La vitesse de marche était diminuée significativement chez les femmes qui ont eu une durée de vie reproductive (définie comme la différence entre l’âge ménopause et l’âge des premières règles) plus courte. Aucune association avec la prise d’hormones via des pilules contraceptives ou des traitements hormonaux de la ménopause n’a été décelée.

« Ces résultats sont cohérents avec l’hypothèse d’un effet bénéfique de l’exposition aux hormones féminines naturelles sur la vitesse de marche. Nous trouvons de plus un effet positif des grossesses et de l’allaitement qui sont un moment de forte production de différentes hormones féminines. Par rapport au nombre de grossesses, l’effet positif disparaît après 3 enfants. Une des explications pourrait être, en plus du poids des accouchements multiples, une charge éducative reposant encore en grande partie sur les femmes dans cette génération de participantes de Constances, » indique Marianne Canonico qui a encadré la thèse de Maryline Le Noan-Lainé sur le sujet.

L’équipe a également regardé si une partie des associations entre les paramètres hormonaux et la vitesse de marche pouvait être expliquée par des facteurs de risque cardiovasculaires (comme l’hypertension artérielle, l’hypercholestérolémie, le diabète ou les maladies cardio- et cérébro-vasculaires), la fonction cognitive ou la dépression.
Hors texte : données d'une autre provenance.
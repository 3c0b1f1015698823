//! # Event Classification
//!
//! Storyboard events are attributed to entity lifecycles (spawned, removed)
//! and to trajectories by an [`EventClassifier`]. The accounting and
//! kinematics code only sees [`EventKind`] values and never inspects event
//! names itself.
//!
//! [`LegacyNaming`] is the encoding used by existing scenario generators:
//!
//! | substring in event name | meaning |
//! |---|---|
//! | `Add_` | the group's actors are added |
//! | `Remove_` | the group's actors are removed (checked after `Add_`) |
//! | `Trajectory_event_` | the event's `FollowTrajectoryAction` is the actor's trajectory |
//!
//! The trajectory tag is independent of the lifecycle kind.

use sqc_core::Event;

/// Lifecycle meaning of an event.
#[derive(Debug, Clone, Copy, PartialEq, Eq, Hash)]
pub enum EventKind {
    Add,
    Remove,
    Other,
}

/// Assigns meaning to storyboard events.
pub trait EventClassifier {
    /// Lifecycle meaning of the event for every actor of its maneuver group.
    fn kind(&self, event: &Event) -> EventKind;

    /// Whether the event's trajectory actions describe the actor's motion.
    fn is_trajectory(&self, event: &Event) -> bool;
}

/// Substring naming convention for event names.
#[derive(Debug, Clone, Copy, Default)]
pub struct LegacyNaming;

impl LegacyNaming {
    pub const ADD_MARKER: &'static str = "Add_";
    pub const REMOVE_MARKER: &'static str = "Remove_";
    pub const TRAJECTORY_MARKER: &'static str = "Trajectory_event_";
}

impl EventClassifier for LegacyNaming {
    fn kind(&self, event: &Event) -> EventKind {
        if event.name.contains(Self::ADD_MARKER) {
            EventKind::Add
        } else if event.name.contains(Self::REMOVE_MARKER) {
            EventKind::Remove
        } else {
            EventKind::Other
        }
    }

    fn is_trajectory(&self, event: &Event) -> bool {
        event.name.contains(Self::TRAJECTORY_MARKER)
    }
}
Mais, à chaque fois, ces paramètres expliquent peu, ou pas, les associations observées entre les expositions hormonales et la vitesse de marche. « Cela va plus dans le sens d’un lien direct des hormones féminines sur la vitesse de marche que par ces facteurs ».
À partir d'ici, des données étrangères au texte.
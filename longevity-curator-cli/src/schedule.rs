//! Daily scheduling: one run per day at a fixed local wall-clock time.
//!
//! The next occurrence is computed with `chrono` in the process's local
//! timezone (set `TZ` to change it). Runs are strictly sequential; the loop
//! stops on Ctrl-C.

use std::fmt;
use std::str::FromStr;

use anyhow::{anyhow, Result};
use chrono::{DateTime, Duration, Local, NaiveTime, TimeZone};
use longevity_curator::Curator;
use tracing::{info, warn};

pub const DEFAULT_POST_TIME: &str = "09:00";

/// Wall-clock time of day in 24h `HH:MM`.
#[derive(Debug, Clone, Copy, PartialEq, Eq)]
pub struct PostTime(NaiveTime);

impl PostTime {
    pub fn as_naive(&self) -> NaiveTime {
        self.0
    }
}

impl Default for PostTime {
    fn default() -> Self {
        Self(NaiveTime::from_hms_opt(9, 0, 0).unwrap_or(NaiveTime::MIN))
    }
}

impl FromStr for PostTime {
    type Err = anyhow::Error;

    fn from_str(s: &str) -> Result<Self> {
        NaiveTime::parse_from_str(s.trim(), "%H:%M")
            .map(PostTime)
            .map_err(|e| anyhow!("invalid post time {s:?}, expected HH:MM: {e}"))
    }
}

impl fmt::Display for PostTime {
    fn fmt(&self, f: &mut fmt::Formatter<'_>) -> fmt::Result {
        write!(f, "{}", self.0.format("%H:%M"))
    }
}

/// First instant strictly after `now` whose local time is `at`.
///
/// Days where `at` does not exist (DST gap) are skipped; on ambiguous days
/// the earlier instant is used.
pub fn next_occurrence<Tz: TimeZone>(now: &DateTime<Tz>, at: PostTime) -> Option<DateTime<Tz>> {
    let tz = now.timezone();
    let today = now.date_naive();
    (0..=2).find_map(|offset| {
        let day = today.checked_add_signed(Duration::days(offset))?;
        let candidate = tz
            .from_local_datetime(&day.and_time(at.as_naive()))
            .earliest()?;
        (candidate > *now).then_some(candidate)
    })
}

/// Run `curator` once per day at `at` until interrupted.
pub async fn run_daily(curator: &Curator, at: PostTime) -> Result<()> {
    info!(post_time = %at, "[SCHEDULER] Will post daily at {at} (local time)");
    loop {
        let now = Local::now();
        let next = next_occurrence(&now, at)
            .ok_or_else(|| anyhow!("no valid occurrence of {at} in the next two days"))?;
        let wait = (next.clone() - now).to_std().unwrap_or_default();
        info!(next_run = %next, wait_secs = wait.as_secs(), "[SCHEDULER] Sleeping until next run");

        tokio::select! {
            _ = tokio::time::sleep(wait) => {}
            signal = tokio::signal::ctrl_c() => {
                if let Err(e) = signal {
                    warn!(error = %e, "[SCHEDULER] Failed to listen for Ctrl-C");
                }
                info!("[SCHEDULER] Stopped.");
                return Ok(());
            }
        }

        let report = curator.run_once().await;
        info!(run_id = %report.run_id, "[SCHEDULER] Run finished");
    }
}

#[cfg(test)]
mod tests {
    use super::*;
    use chrono::Utc;

    fn utc(s: &str) -> DateTime<Utc> {
        DateTime::parse_from_rfc3339(s).unwrap().with_timezone(&Utc)
    }

    #[test]
    fn later_today_when_time_not_yet_passed() {
        let now = utc("2024-05-01T07:30:00Z");
        let next = next_occurrence(&now, "09:00".parse().unwrap()).unwrap();
        assert_eq!(next, utc("2024-05-01T09:00:00Z"));
    }

    #[test]
    fn tomorrow_when_time_passed_or_exact() {
        let at: PostTime = "09:00".parse().unwrap();
        assert_eq!(
            next_occurrence(&utc("2024-05-01T09:00:00Z"), at).unwrap(),
            utc("2024-05-02T09:00:00Z")
        );
        assert_eq!(
            next_occurrence(&utc("2024-12-31T23:59:00Z"), at).unwrap(),
            utc("2025-01-01T09:00:00Z")
        );
    }

    #[test]
    fn post_time_parsing() {
        assert_eq!("21:05".parse::<PostTime>().unwrap().to_string(), "21:05");
        assert_eq!(PostTime::default().to_string(), DEFAULT_POST_TIME);
        assert!("25:00".parse::<PostTime>().is_err());
        assert!("nine".parse::<PostTime>().is_err());
    }
}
Unique dans le monde par sa taille et par la richesse des données sur l’exposition hormonale « vie entière », cette étude contribue à identifier des groupes de femmes à risque de moins bonnes performances physiques (par exemple les femmes ayant eu une ménopause avant l’âge de 45 ans, les femmes ayant eu plus de 3 grossesses) et chez lesquelles des actions de prévention ciblées (promotion de l’activité physique notamment) pourraient être plus particulièrement proposées.

Référence bibliographique :

Le Noan-Lainé M, Artaud F, Ndoadoumgue AL, Ozguler A, Cœuret-Pellicer M, Ringa V, Elbaz A, Canonico M.  Characteristics of reproductive history, use of exogenous hormones and walking speed among women: Data from the CONSTANCES French Cohort Study, Maturitas 2023 Apr (Epub 2023 Feb 9), 170:42-50. doi: 10.1016/j.maturitas.2023.01.008.